The American Civil Liberties Union of Missouri and other area groups conducted a seminar Saturday to teach Cape Girardeau residents how to use their constitutionally protected civil rights, especially in dealing with police officers.
The Rev. Renita Lamkin, pastor at St. James AME Church in Cape Girardeau, said she was glad to see several community leaders attending during the event at The Concourse in Cape Girardeau.
About 45 people attended, with most of them from Cape Girardeau's black community.
"Our goal here today is to improve the quality of life for everyone," she said.
Mayor Harry Rediger said constructive conversations were an important part of making Cape Girardeau a better place to live.
"We have a very good quality of life in Cape Girardeau," he said. "We have a very good police department in Cape Girardeau. ... How do we get to the next level?"

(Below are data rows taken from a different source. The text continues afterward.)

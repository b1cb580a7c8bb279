//! Error types for moderation operations.

use grouplog_store::SinkError;

/// Errors that can occur while building or applying moderation records.
#[derive(Debug, thiserror::Error)]
pub enum ModerationError {
    /// A group with this id already has a creation record.
    #[error("group '{0}' already exists")]
    GroupAlreadyExists(String),

    /// Group existence could not be determined. Nothing was submitted.
    #[error("failed to look up group '{group_id}': {source}")]
    Lookup {
        group_id: String,
        source: SinkError,
    },

    /// The sink refused or failed to store a record.
    ///
    /// Records submitted earlier in the same batch remain stored.
    #[error("failed to apply event {event_id}: {source}")]
    Apply {
        event_id: String,
        source: SinkError,
    },

    /// A blocking sink or lookup task panicked or was cancelled.
    #[error("moderation task failed: {0}")]
    TaskJoin(String),
}
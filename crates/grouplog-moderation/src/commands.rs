//! Pure translation of administrative intents into record drafts.
//!
//! Nothing here reads the clock, touches the store, or fills in defaults.
//! Drafts come out without `created_at`, and without `pubkey` unless the
//! record needs a specific author.

use grouplog_store::GroupRef;
use grouplog_types::{EditMetadata, EventDraft, Kind, Tag, GROUP_TAG};

use crate::error::ModerationError;

fn group_tag(group_id: &str) -> Tag {
    Tag::from([GROUP_TAG, group_id])
}

/// Builds the create-group and initial edit-metadata drafts.
///
/// `existing` is the caller's view of the group. If it is `Some`, the group
/// already exists and no drafts are produced.
///
/// The create-group record is authored by `creator` so that the creator
/// becomes the owner. The metadata record is left for the relay identity.
pub fn create_group(
    existing: Option<&GroupRef>,
    group_id: &str,
    creator: &str,
    metadata: &EditMetadata,
) -> Result<Vec<EventDraft>, ModerationError> {
    if existing.is_some() {
        return Err(ModerationError::GroupAlreadyExists(group_id.to_string()));
    }

    let create = EventDraft::new(Kind::CreateGroup, vec![group_tag(group_id)]).with_pubkey(creator);

    Ok(vec![create, edit_metadata(group_id, metadata)])
}

/// Builds an edit-metadata draft.
///
/// Tags start with the group tag followed, in this order and only when set,
/// by `name`, `about`, `picture`, `closed`/`open`, `private`/`public`.
pub fn edit_metadata(group_id: &str, metadata: &EditMetadata) -> EventDraft {
    let mut tags = Vec::with_capacity(6);
    tags.push(group_tag(group_id));

    if let Some(ref name) = metadata.name {
        tags.push(Tag::from(["name", name.as_str()]));
    }
    if let Some(ref about) = metadata.about {
        tags.push(Tag::from(["about", about.as_str()]));
    }
    if let Some(ref picture) = metadata.picture {
        tags.push(Tag::from(["picture", picture.as_str()]));
    }
    if let Some(closed) = metadata.closed {
        tags.push(Tag::from([if closed { "closed" } else { "open" }]));
    }
    if let Some(private) = metadata.private {
        tags.push(Tag::from([if private { "private" } else { "public" }]));
    }

    EventDraft::new(Kind::EditMetadata, tags)
}

/// Builds a put-user draft. Roles are appended to the `p` tag verbatim.
pub fn put_user<I, S>(group_id: &str, pubkey: &str, roles: I) -> EventDraft
where
    I: IntoIterator<Item = S>,
    S: Into<String>,
{
    let mut user = Tag::from(["p", pubkey]);
    user.extend(roles);

    EventDraft::new(Kind::PutUser, vec![group_tag(group_id), user])
}

pub fn remove_user(group_id: &str, pubkey: &str) -> EventDraft {
    EventDraft::new(
        Kind::RemoveUser,
        vec![group_tag(group_id), Tag::from(["p", pubkey])],
    )
}

pub fn delete_event(group_id: &str, event_id: &str) -> EventDraft {
    EventDraft::new(
        Kind::DeleteEvent,
        vec![group_tag(group_id), Tag::from(["e", event_id])],
    )
}
//! Append-only event store for the grouplog relay.
//!
//! Every record the relay accepts, whether signed by a client or generated
//! by the moderation core, ends up in the `events` table through an
//! [`EventSink`]. The sink validates the record, indexes it by group, kind
//! and author, and broadcasts it to live subscribers (the SSE stream and any
//! projection pipeline).
//!
//! # Internal calls
//!
//! Records generated by the relay are not signed. They are submitted with
//! [`CallContext::internal`], which tells the sink to skip signature
//! verification while still checking that the id matches the content.
//!
//! ```rust,ignore
//! use grouplog_store::{CallContext, EventSink, SqliteEventStore};
//!
//! let store = SqliteEventStore::new(pool);
//! let appended = store.append(&CallContext::internal(), &event)?;
//! ```

mod error;
mod sink;
mod store;
mod verify;

pub use error::SinkError;
pub use sink::{CallContext, EventSink, GroupLookup, GroupRef};
pub use store::{EventFilter, SqliteEventStore, DEFAULT_NOTIFY_CAPACITY, DEFAULT_QUERY_LIMIT};

#[cfg(test)]
mod tests;
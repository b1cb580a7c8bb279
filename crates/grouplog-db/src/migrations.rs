//! Embedded SQL migration runner.
//!
//! Migrations are SQL files embedded at compile time and applied in order,
//! tracked by the `_grouplog_migrations` table. Each one runs exactly once.

use rusqlite::Connection;
use thiserror::Error;

struct Migration {
    name: &'static str,
    sql: &'static str,
}

/// All migrations in order. New migrations are appended here.
const MIGRATIONS: &[Migration] = &[
    Migration {
        name: "000_events",
        sql: include_str!("migrations/000_events.sql"),
    },
    Migration {
        name: "001_event_indexes",
        sql: include_str!("migrations/001_event_indexes.sql"),
    },
];

/// Errors that can occur during migration execution.
#[derive(Debug, Error)]
pub enum MigrationError {
    /// A SQL statement within a migration failed.
    #[error("migration '{name}' failed: {source}")]
    ExecutionFailed {
        name: String,
        source: rusqlite::Error,
    },

    /// Failed to query migration state.
    #[error("failed to check migration state: {0}")]
    StateQuery(rusqlite::Error),
}

/// Runs all pending migrations and returns how many were applied.
///
/// # Errors
///
/// Returns `MigrationError` if a migration fails or the tracking table
/// cannot be queried. A failed migration leaves no partial schema behind.
pub fn run_migrations(conn: &Connection) -> Result<usize, MigrationError> {
    run_migrations_from_list(conn, MIGRATIONS)
}

fn run_migrations_from_list(
    conn: &Connection,
    migrations: &[Migration],
) -> Result<usize, MigrationError> {
    conn.execute_batch(
        "CREATE TABLE IF NOT EXISTS _grouplog_migrations (
            id INTEGER PRIMARY KEY AUTOINCREMENT,
            name TEXT NOT NULL UNIQUE,
            applied_at TEXT NOT NULL DEFAULT (datetime('now'))
        );",
    )
    .map_err(|e| MigrationError::ExecutionFailed {
        name: "_grouplog_migrations_bootstrap".to_string(),
        source: e,
    })?;

    let mut applied = 0;

    for migration in migrations {
        let already_applied: bool = conn
            .query_row(
                "SELECT COUNT(*) > 0 FROM _grouplog_migrations WHERE name = ?1",
                [migration.name],
                |row| row.get(0),
            )
            .map_err(MigrationError::StateQuery)?;

        if already_applied {
            tracing::debug!(migration = migration.name, "migration already applied");
            continue;
        }

        apply_one(conn, migration).map_err(|source| MigrationError::ExecutionFailed {
            name: migration.name.to_string(),
            source,
        })?;

        tracing::info!(migration = migration.name, "applied migration");
        applied += 1;
    }

    Ok(applied)
}

/// Applies the migration body and its tracking row in one transaction.
fn apply_one(conn: &Connection, migration: &Migration) -> Result<(), rusqlite::Error> {
    let tx = conn.unchecked_transaction()?;
    tx.execute_batch(migration.sql)?;
    tx.execute(
        "INSERT INTO _grouplog_migrations (name) VALUES (?1)",
        [migration.name],
    )?;
    tx.commit()
}
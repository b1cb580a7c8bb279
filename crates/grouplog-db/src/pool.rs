//! Connection pool creation and configuration.

use r2d2::Pool;
use r2d2_sqlite::SqliteConnectionManager;
use rusqlite::OpenFlags;
use thiserror::Error;

use crate::migrations::{run_migrations, MigrationError};

/// Path that selects a private in-memory database.
pub const IN_MEMORY: &str = ":memory:";

/// Runtime tunables for SQLite connection behavior.
#[derive(Debug, Clone, Copy, PartialEq, Eq)]
pub struct DbRuntimeSettings {
    /// Busy timeout for SQLite connections, in milliseconds.
    pub busy_timeout_ms: u64,

    /// Maximum number of pooled SQLite connections.
    pub pool_max_size: u32,
}

impl Default for DbRuntimeSettings {
    fn default() -> Self {
        Self {
            busy_timeout_ms: 5_000,
            pool_max_size: 8,
        }
    }
}

/// A type alias for the SQLite connection pool.
pub type DbPool = Pool<SqliteConnectionManager>;

/// Errors that can occur when opening the database.
#[derive(Debug, Error)]
pub enum PoolError {
    /// Failed to build the connection pool or check out a connection.
    #[error("failed to create database connection pool: {0}")]
    PoolInit(#[from] r2d2::Error),

    /// The schema could not be brought up to date.
    #[error(transparent)]
    Migration(#[from] MigrationError),
}

/// Creates a SQLite connection pool with WAL mode, foreign keys and a busy
/// timeout configured on every connection.
///
/// `db_path` may be [`IN_MEMORY`]. Each SQLite in-memory connection is its
/// own database, so in that case the pool is capped at one connection and
/// every checkout sees the same data.
///
/// # Errors
///
/// Returns `PoolError::PoolInit` if the pool cannot be created.
pub fn create_pool(db_path: &str, settings: DbRuntimeSettings) -> Result<DbPool, PoolError> {
    let in_memory = db_path == IN_MEMORY;
    let manager = if in_memory {
        SqliteConnectionManager::memory()
    } else {
        SqliteConnectionManager::file(db_path).with_flags(
            OpenFlags::SQLITE_OPEN_READ_WRITE
                | OpenFlags::SQLITE_OPEN_CREATE
                | OpenFlags::SQLITE_OPEN_FULL_MUTEX,
        )
    };

    let manager = manager.with_init(move |conn| {
        // In-memory databases report "memory" instead of "wal".
        let journal_mode: String =
            conn.query_row("PRAGMA journal_mode = WAL;", [], |row| row.get(0))?;
        if journal_mode != "wal" && journal_mode != "memory" {
            return Err(rusqlite::Error::SqliteFailure(
                rusqlite::ffi::Error::new(rusqlite::ffi::SQLITE_ERROR),
                Some(format!("failed to set WAL journal mode, got: {journal_mode}")),
            ));
        }
        conn.execute_batch(&format!(
            "PRAGMA foreign_keys = ON;
             PRAGMA busy_timeout = {};",
            settings.busy_timeout_ms
        ))
    });

    let builder = if in_memory {
        // Recycling the only connection would drop the database with it.
        Pool::builder()
            .max_size(1)
            .idle_timeout(None)
            .max_lifetime(None)
    } else {
        Pool::builder().max_size(settings.pool_max_size)
    };
    let pool = builder.build(manager)?;
    let max_size = pool.max_size();

    tracing::debug!(path = db_path, max_size, "created sqlite pool");
    Ok(pool)
}

/// Creates a pool and applies pending migrations on one of its connections.
///
/// # Errors
///
/// Returns `PoolError` if the pool cannot be created or a migration fails.
pub fn open_database(db_path: &str, settings: DbRuntimeSettings) -> Result<DbPool, PoolError> {
    let pool = create_pool(db_path, settings)?;
    {
        let conn = pool.get()?;
        let applied = run_migrations(&conn)?;
        if applied > 0 {
            tracing::info!(count = applied, path = db_path, "applied database migrations");
        }
    }
    Ok(pool)
}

Police tactics, use of force and discrimination have been injected into the national discourse by groups such as Black Lives Matter.
Several participants shared views on how policing affects the community.
Marilyn Sargent, 57, said she once was pulled over and cited for not using headlights in the daytime, causing her to spend the money she would have used to buy Christmas gifts for her grandchildren to pay the fines instead.
"I live in second America," she said. "People don't know there are two Americas."
Others, such as Stephanie Fraction, were careful not to assign all culpability to police.
"A lot of times, aggression [toward police] comes from something being out of place," she said, referring to the tension of an occasionally guilty conscience.
"It could be something as simple as marijuana use or some stealing," she said.
This, in her opinion, contributes to a sort of grass-roots souring of police-citizen relations.
"We're already being taught to think negatively about the police," she said, especially if a relative or neighbor is arrested or incarcerated.
Two Cape Girardeau police officers participated in the discussion.
Lt. Brad Smith of the Cape Girardeau Police Department said a police officer's most important asset is his ability to listen, and nothing in a cop's toolbelt is of much help "if you can't sit down, shut up and listen to somebody."
But police-citizen interactions are stressful and uncertain. Cops are trained to establish a tone of civil authority to ensure the safety of both parties, but residents aren't always prepared to handle them.
ACLU representatives Mustafa Abdullah and John Chasnoff said the most important thing to keep in mind when dealing with police is if protecting one's rights likely escalates the engagement, it's better to have one's rights infringed and sort it out in court later.
Presenters listed how to comply with the law while politely asserting constitutional rights.
If a person is stopped while walking on the street, for instance, they can ask the officer whether they're being detained and, if not, leave.
Some municipalities require residents to provide ID at an officer's request, but patrolman Mike Kidd said Cape Girardeau is not one of them.
If a person finds himself or herself pulled over, he may be able to decline a police search, Abdullah said.
In some cases, an officer is unable to establish probable cause. Broken taillights, expired registration or speeding do not by themselves establish probable cause, but a gun in plain sight or the smell of cannabis would.
"Repeat after me: 'Officer, I don't consent to searches,'" Abdullah led the crowd.
Chasnoff warned the crowd not to acquiesce to police demands or offers without consulting a lawyer. He said cops are legally permitted to lie -- to say they have evidence they don't, for example.
"The best option you have is to remain silent," he said. "You're not going to talk your way out of it better than an attorney will."
"At the end of the day, we wanna get home without anyone in jail, without anyone in the morgue, without anyone in the hospital," Lamkin agreed. "But first, you gotta get home."
In the opinion of Diana Rogers-Adkinson, the first speaker, a first step is fixing the educational system.
Rogers-Adkinson, professor and dean of the College of Education at Southeast Missouri State University, said the current mechanics of public education have become less hospitable to minority children as more schools adopt zero-tolerance policies.
Popularly dubbed the "School to Prison Pipeline," Rogers-Adkinson said the seeds of the nation's large population of incarcerated people can be found in suspension and expulsion policies in schools across the country.
Disproportionate suspension rates are especially troublesome in the Show Me State, she said.
"Missouri is second in the nation," she said. "In. The. Nation. ... Missouri has a suspension problem."
Missouri also has the highest suspension rate for black students in the country.
She said in many cases, incidents in the past that would have landed a student in the principal's office now result in mandatory suspensions.
Things such as non-compliance, talking or being disruptive sometimes are punishable by suspensions, which set students back academically, often exacerbating the problems.
"It's a lot easier to act a fool in a classroom than it is to feel dumb in a classroom," Rogers-Adkinson said.